How do I connect n8n running in Docker to Ollama on the host machine?

This is a common networking issue. Inside Docker, "localhost" refers to the container itself, not the host machine. Use "host.docker.internal" as the hostname instead. In your n8n Ollama credential, set the Base URL to "http://host.docker.internal:11434" instead of "http://localhost:11434". On Linux, you may also need to add --add-host=host.docker.internal:host-gateway to your Docker run command.

How I Set Up Ollama With n8n and Brought My AI API Costs to Zero#

Q: Can I run Ollama on a VPS server without a GPU?

Yes. Ollama runs on CPU-only servers. On a Hetzner CX31 (4 vCPU, 8GB RAM, €8/month), Llama 3.1 8B runs at about 3-5 tokens per second — slow but functional for background automations. For interactive workflows where speed matters, a machine with a GPU or Apple M-series chip is much better. CPU-only is fine for overnight batch jobs.

Q: Which Ollama model should I start with for n8n automation?

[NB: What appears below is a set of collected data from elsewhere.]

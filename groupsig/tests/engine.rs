use ark_std::rand::{rngs::StdRng, SeedableRng};
use groupsig::{
    registry, BlindingKey, Crl, GroupKey, GroupSigError, Gml, JoinMessage, ManagerKey, MemberKey,
    Message, SchemeCode, SchemeContext, Signature,
};
use groupsig_utils::text;
use test_utils::{add_member, init_logger, messages, setup_group, sign_all, test_export};

const ALL: [SchemeCode; 4] = [
    SchemeCode::GL19,
    SchemeCode::PS16,
    SchemeCode::DL21,
    SchemeCode::DL21SEQ,
];

#[test]
fn join_parameters_are_fixed_per_scheme() {
    for code in ALL {
        let ctx = SchemeContext::init(code, 0).unwrap();
        assert_eq!(ctx.join_start(), 0);
        assert_eq!(ctx.join_seq(), 3);
        assert_eq!(registry::description(code).unwrap(), ctx.description());
    }
    assert!(matches!(
        SchemeContext::init(SchemeCode(5), 0),
        Err(GroupSigError::UnknownScheme(5))
    ));
}

#[test]
fn sign_and_verify() {
    init_logger();
    for code in ALL {
        let ctx = SchemeContext::init(code, 1).unwrap();
        let mut rng = ctx.rng();
        let mut group = setup_group(&ctx, &mut rng).unwrap();
        let memkey = add_member(&ctx, &mut rng, &mut group).unwrap();
        assert!(memkey.is_usable());
        assert_eq!(group.gml.len(), 1);

        let msg = Message::from("hello");
        let sig = ctx.sign(&mut rng, &msg, &memkey, &group.grpkey, 0).unwrap();
        assert!(ctx.verify(&sig, &msg, &group.grpkey).unwrap(), "{}", code);

        // A single changed byte invalidates the signature
        let mut altered = msg.clone().into_bytes();
        altered[0] ^= 1;
        assert!(!ctx
            .verify(&sig, &Message::from(altered), &group.grpkey)
            .unwrap());
        assert!(!ctx
            .verify(&sig, &Message::from("hello!"), &group.grpkey)
            .unwrap());

        // Another group's key does not verify it
        let other = setup_group(&ctx, &mut rng).unwrap();
        assert!(!ctx.verify(&sig, &msg, &other.grpkey).unwrap());

        // Empty messages are signed like any other
        let empty = Message::default();
        let sig = ctx.sign(&mut rng, &empty, &memkey, &group.grpkey, 1).unwrap();
        assert!(ctx.verify(&sig, &empty, &group.grpkey).unwrap());
        ctx.clear();
    }
}

#[test]
fn batch_verification() {
    for code in ALL {
        let ctx = SchemeContext::init(code, 2).unwrap();
        let mut rng = ctx.rng();
        let mut group = setup_group(&ctx, &mut rng).unwrap();
        let m1 = add_member(&ctx, &mut rng, &mut group).unwrap();
        let m2 = add_member(&ctx, &mut rng, &mut group).unwrap();
        assert_eq!(group.gml.len(), 2);

        let msgs = messages(4);
        let mut sigs = sign_all(&ctx, &mut rng, &m1, &group.grpkey, &msgs[..2]).unwrap();
        sigs.extend(sign_all(&ctx, &mut rng, &m2, &group.grpkey, &msgs[2..]).unwrap());
        assert!(ctx.verify_batch(&sigs, &msgs, &group.grpkey).unwrap());
        assert!(ctx.verify_batch(&[], &[], &group.grpkey).unwrap());

        let mut swapped = msgs.clone();
        swapped.swap(0, 3);
        assert!(!ctx.verify_batch(&sigs, &swapped, &group.grpkey).unwrap());

        assert!(matches!(
            ctx.verify_batch(&sigs, &msgs[..3], &group.grpkey),
            Err(GroupSigError::ExpectedSameSizeSequences(4, 3))
        ));
    }
}

/// Copy of `sig` with one byte of its material flipped
fn corrupted(sig: &Signature, code: SchemeCode) -> Signature {
    let mut bytes = text::from_base64(&sig.export().unwrap()).unwrap();
    bytes[14] ^= 0xff;
    Signature::import(code, &text::to_base64(&bytes)).unwrap()
}

#[test]
fn malformed_signatures_do_not_verify() {
    for code in ALL {
        let ctx = SchemeContext::init(code, 3).unwrap();
        let mut rng = ctx.rng();
        let mut group = setup_group(&ctx, &mut rng).unwrap();
        let memkey = add_member(&ctx, &mut rng, &mut group).unwrap();

        let msgs = messages(2);
        let sigs = sign_all(&ctx, &mut rng, &memkey, &group.grpkey, &msgs).unwrap();
        let bad = corrupted(&sigs[1], code);
        assert_ne!(bad, sigs[1]);
        assert!(!ctx.verify(&bad, &msgs[1], &group.grpkey).unwrap(), "{}", code);

        let batch = [sigs[0].clone(), bad];
        assert!(!ctx.verify_batch(&batch, &msgs, &group.grpkey).unwrap());
    }

    // Linking treats undecodable signatures as not linked
    for code in [SchemeCode::DL21, SchemeCode::DL21SEQ] {
        let ctx = SchemeContext::init(code, 3).unwrap();
        let mut rng = ctx.rng();
        let mut group = setup_group(&ctx, &mut rng).unwrap();
        let memkey = add_member(&ctx, &mut rng, &mut group).unwrap();

        let msgs = messages(2);
        let sigs = sign_all(&ctx, &mut rng, &memkey, &group.grpkey, &msgs).unwrap();
        let msg = Message::from("linked");
        let proof = ctx
            .link(&mut rng, &group.grpkey, &memkey, &msg, &sigs, &msgs)
            .unwrap()
            .unwrap();
        let batch = [sigs[0].clone(), corrupted(&sigs[1], code)];
        assert!(!ctx
            .verify_link(&group.grpkey, &proof, &msg, &batch, &msgs)
            .unwrap());
        assert!(ctx
            .link(&mut rng, &group.grpkey, &memkey, &msg, &batch, &msgs)
            .unwrap()
            .is_none());
    }
}

#[test]
fn export_and_import() {
    for code in ALL {
        let ctx = SchemeContext::init(code, 3).unwrap();
        let mut rng = ctx.rng();
        let mut group = setup_group(&ctx, &mut rng).unwrap();
        let memkey = add_member(&ctx, &mut rng, &mut group).unwrap();
        let msg = Message::from("exported");
        let sig = ctx.sign(&mut rng, &msg, &memkey, &group.grpkey, 0).unwrap();

        test_export!(GroupKey, group.grpkey);
        test_export!(ManagerKey, group.mgrkey);
        test_export!(MemberKey, memkey);
        test_export!(Signature, sig);
        test_export!(groupsig::SchemeParams, ctx.params().clone());

        // Imported objects work like the originals
        let grpkey = GroupKey::import(code, &group.grpkey.export().unwrap()).unwrap();
        let memkey = MemberKey::import(code, &memkey.export().unwrap()).unwrap();
        assert!(memkey.is_usable());
        let sig = ctx.sign(&mut rng, &msg, &memkey, &grpkey, 1).unwrap();
        let sig = Signature::import(code, &sig.export().unwrap()).unwrap();
        assert!(ctx.verify(&sig, &msg, &grpkey).unwrap());

        let gml = Gml::import(code, &group.gml.export().unwrap()).unwrap();
        assert_eq!(gml, group.gml);
        let crl = Crl::new(code);
        assert_eq!(Crl::import(code, &crl.export().unwrap()).unwrap(), crl);

        // Secrets are not printed
        let printed = group.mgrkey.to_string();
        assert!(printed.is_ascii());
        assert!(!printed.contains(&group.mgrkey.export().unwrap()));
        assert!(sig.to_string().contains(&sig.export().unwrap()));

        assert!(Signature::import(code, "not base64!").is_err());
        assert!(Signature::import(code, "").is_err());
        assert!(matches!(
            Signature::import(SchemeCode(9), &sig.export().unwrap()),
            Err(GroupSigError::ImportSchemeMismatch { .. })
        ));
    }

    let ctx = SchemeContext::init(SchemeCode::GL19, 3).unwrap();
    let mut rng = ctx.rng();
    let group = setup_group(&ctx, &mut rng).unwrap();
    let bldkey = ctx.blinding_keygen(&mut rng, &group.grpkey).unwrap();
    let full = BlindingKey::import(ctx.code(), &bldkey.export().unwrap()).unwrap();
    assert_eq!(full, bldkey);
    let public = BlindingKey::import(ctx.code(), &bldkey.export_public().unwrap()).unwrap();
    assert!(!public.has_secret());
    assert_eq!(public, bldkey.public_key());
}

#[test]
fn out_of_sequence_join() {
    init_logger();
    for code in ALL {
        let ctx = SchemeContext::init(code, 4).unwrap();
        let mut rng = ctx.rng();
        let mut group = setup_group(&ctx, &mut rng).unwrap();
        let mgr = |rng: &mut StdRng, seq, msg: Option<&JoinMessage>, gml: &mut Gml| {
            ctx.join_mgr(rng, seq, msg, &group.mgrkey, &group.grpkey, gml)
        };
        let mut gml = group.gml.clone();

        let m0 = mgr(&mut rng, 0, None, &mut gml).unwrap();
        assert_eq!(m0.seq(), 0);

        // Wrong party, missing or unexpected input and steps past the end
        for (seq, msg) in [(1u8, Some(&m0)), (2, None), (0, Some(&m0)), (4, Some(&m0))] {
            assert!(matches!(
                mgr(&mut rng, seq, msg, &mut gml),
                Err(GroupSigError::ProtocolSequence { .. })
            ));
        }
        assert!(matches!(
            ctx.join_mem(&mut rng, 0, None, None, &group.grpkey),
            Err(GroupSigError::ProtocolSequence { seq: 0, .. })
        ));
        assert!(matches!(
            ctx.join_mem(&mut rng, 3, Some(&m0), None, &group.grpkey),
            Err(GroupSigError::ProtocolSequence { seq: 3, .. })
        ));

        let s1 = ctx
            .join_mem(&mut rng, 1, Some(&m0), None, &group.grpkey)
            .unwrap();
        assert!(!s1.memkey.is_usable());
        assert_eq!(s1.memkey.join_step(), 1);
        let m1 = s1.msg_out.clone().unwrap();

        // Step 2 fed the challenge instead of the request
        assert!(matches!(
            mgr(&mut rng, 2, Some(&m0), &mut gml),
            Err(GroupSigError::ProtocolSequence { seq: 2, .. })
        ));
        assert!(gml.is_empty());

        // A partial member key cannot sign
        assert!(matches!(
            ctx.sign(&mut rng, &Message::from("x"), &s1.memkey, &group.grpkey, 0),
            Err(GroupSigError::IncompleteMemberKey)
        ));

        let m2 = mgr(&mut rng, 2, Some(&m1), &mut gml).unwrap();
        assert_eq!(gml.len(), 1);

        // Replaying the request does not enroll the member twice
        assert!(matches!(
            mgr(&mut rng, 2, Some(&m1), &mut gml),
            Err(GroupSigError::ProtocolSequence { seq: 2, .. })
        ));
        assert_eq!(gml.len(), 1);

        // A request answering another manager's challenge is rejected
        let other = setup_group(&ctx, &mut rng).unwrap();
        let mut other_gml = other.gml.clone();
        assert!(ctx
            .join_mgr(&mut rng, 2, Some(&m1), &other.mgrkey, &other.grpkey, &mut other_gml)
            .is_err());
        assert!(other_gml.is_empty());

        // Final step without the partial key, or with the wrong message
        assert!(matches!(
            ctx.join_mem(&mut rng, 3, Some(&m2), None, &group.grpkey),
            Err(GroupSigError::ProtocolSequence { seq: 3, .. })
        ));
        assert!(matches!(
            ctx.join_mem(&mut rng, 3, Some(&m1), Some(&s1.memkey), &group.grpkey),
            Err(GroupSigError::ProtocolSequence { seq: 3, .. })
        ));
        let before = s1.memkey.clone();
        let s3 = ctx
            .join_mem(&mut rng, 3, Some(&m2), Some(&s1.memkey), &group.grpkey)
            .unwrap();
        assert_eq!(s1.memkey, before);
        assert!(s3.msg_out.is_none());
        assert!(s3.memkey.is_usable());

        // A completed key cannot run the protocol again
        assert!(matches!(
            ctx.join_mem(&mut rng, 3, Some(&m2), Some(&s3.memkey), &group.grpkey),
            Err(GroupSigError::ProtocolSequence { seq: 3, .. })
        ));

        group.gml = gml;
        let msg = Message::from("joined");
        let sig = ctx.sign(&mut rng, &msg, &s3.memkey, &group.grpkey, 0).unwrap();
        assert!(ctx.verify(&sig, &msg, &group.grpkey).unwrap());
    }
}

#[test]
fn objects_of_other_schemes() {
    let ps16 = SchemeContext::init(SchemeCode::PS16, 5).unwrap();
    let dl21 = SchemeContext::init(SchemeCode::DL21, 5).unwrap();
    let mut rng = ps16.rng();
    let mut group = setup_group(&dl21, &mut rng).unwrap();
    let memkey = add_member(&dl21, &mut rng, &mut group).unwrap();
    let msg = Message::from("hello");
    let sig = dl21.sign(&mut rng, &msg, &memkey, &group.grpkey, 0).unwrap();

    assert!(matches!(
        ps16.verify(&sig, &msg, &group.grpkey),
        Err(GroupSigError::SchemeMismatch {
            expected: SchemeCode::PS16,
            found: SchemeCode::DL21
        })
    ));
    assert!(matches!(
        ps16.sign(&mut rng, &msg, &memkey, &group.grpkey, 0),
        Err(GroupSigError::SchemeMismatch { .. })
    ));
}

#[test]
fn unsupported_operations() {
    let msg = Message::from("hello");
    for code in [SchemeCode::DL21, SchemeCode::GL19] {
        let ctx = SchemeContext::init(code, 6).unwrap();
        let mut rng = ctx.rng();
        let mut group = setup_group(&ctx, &mut rng).unwrap();
        let memkey = add_member(&ctx, &mut rng, &mut group).unwrap();
        let sig = ctx.sign(&mut rng, &msg, &memkey, &group.grpkey, 0).unwrap();
        let mut crl = Crl::new(code);

        assert!(matches!(
            ctx.reveal(&mut crl, &group.gml, 0),
            Err(GroupSigError::UnsupportedOperation { operation: "reveal", .. })
        ));
        assert!(matches!(
            ctx.claim(&mut rng, &memkey, &group.grpkey, &sig),
            Err(GroupSigError::UnsupportedOperation { .. })
        ));
        assert!(crl.is_empty());
    }

    let ctx = SchemeContext::init(SchemeCode::DL21, 6).unwrap();
    let mut rng = ctx.rng();
    let mut group = setup_group(&ctx, &mut rng).unwrap();
    let memkey = add_member(&ctx, &mut rng, &mut group).unwrap();
    let sig = ctx.sign(&mut rng, &msg, &memkey, &group.grpkey, 0).unwrap();
    assert!(matches!(
        ctx.seqlink(&mut rng, &group.grpkey, &memkey, &msg, &[sig.clone()], &[msg.clone()]),
        Err(GroupSigError::UnsupportedOperation { operation: "seqlink", .. })
    ));
    assert!(matches!(
        ctx.blinding_keygen(&mut rng, &group.grpkey),
        Err(GroupSigError::UnsupportedOperation { .. })
    ));
    // Issuers of DL21 cannot open
    assert!(matches!(
        ctx.open(&mut rng, &sig, &group.grpkey, &group.mgrkey, &group.gml),
        Err(GroupSigError::WrongKeyRole { operation: "open", .. })
    ));

    let ps16 = SchemeContext::init(SchemeCode::PS16, 6).unwrap();
    let group = setup_group(&ps16, &mut rng).unwrap();
    assert!(matches!(
        ps16.setup(&mut rng, Some(&group.grpkey)),
        Err(GroupSigError::SetupAlreadyComplete)
    ));
}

Start with Llama 3.1 8B (ollama pull llama3.1). It's about 4.9GB, runs on most modern computers with 16GB RAM, and handles the majority of automation tasks well. If you find it too slow, try Phi-3 Mini (2.3GB, very fast). If you find quality insufficient for specific tasks, step up to Mistral 7B or Llama 3.1 70B if your hardware supports it.

In December I opened my OpenAI billing dashboard and saw $54. Not because I'd built something impressive — because my n8n automations had been quietly calling the API thousands of times across several workflows, and the costs had crept up while I wasn't paying attention.

The automations were worth it. But $54/month purely for API calls to classify emails and summarize text felt wrong when I knew local models existed that could do the same thing.

I spent a weekend switching to Ollama. My January OpenAI bill was $0.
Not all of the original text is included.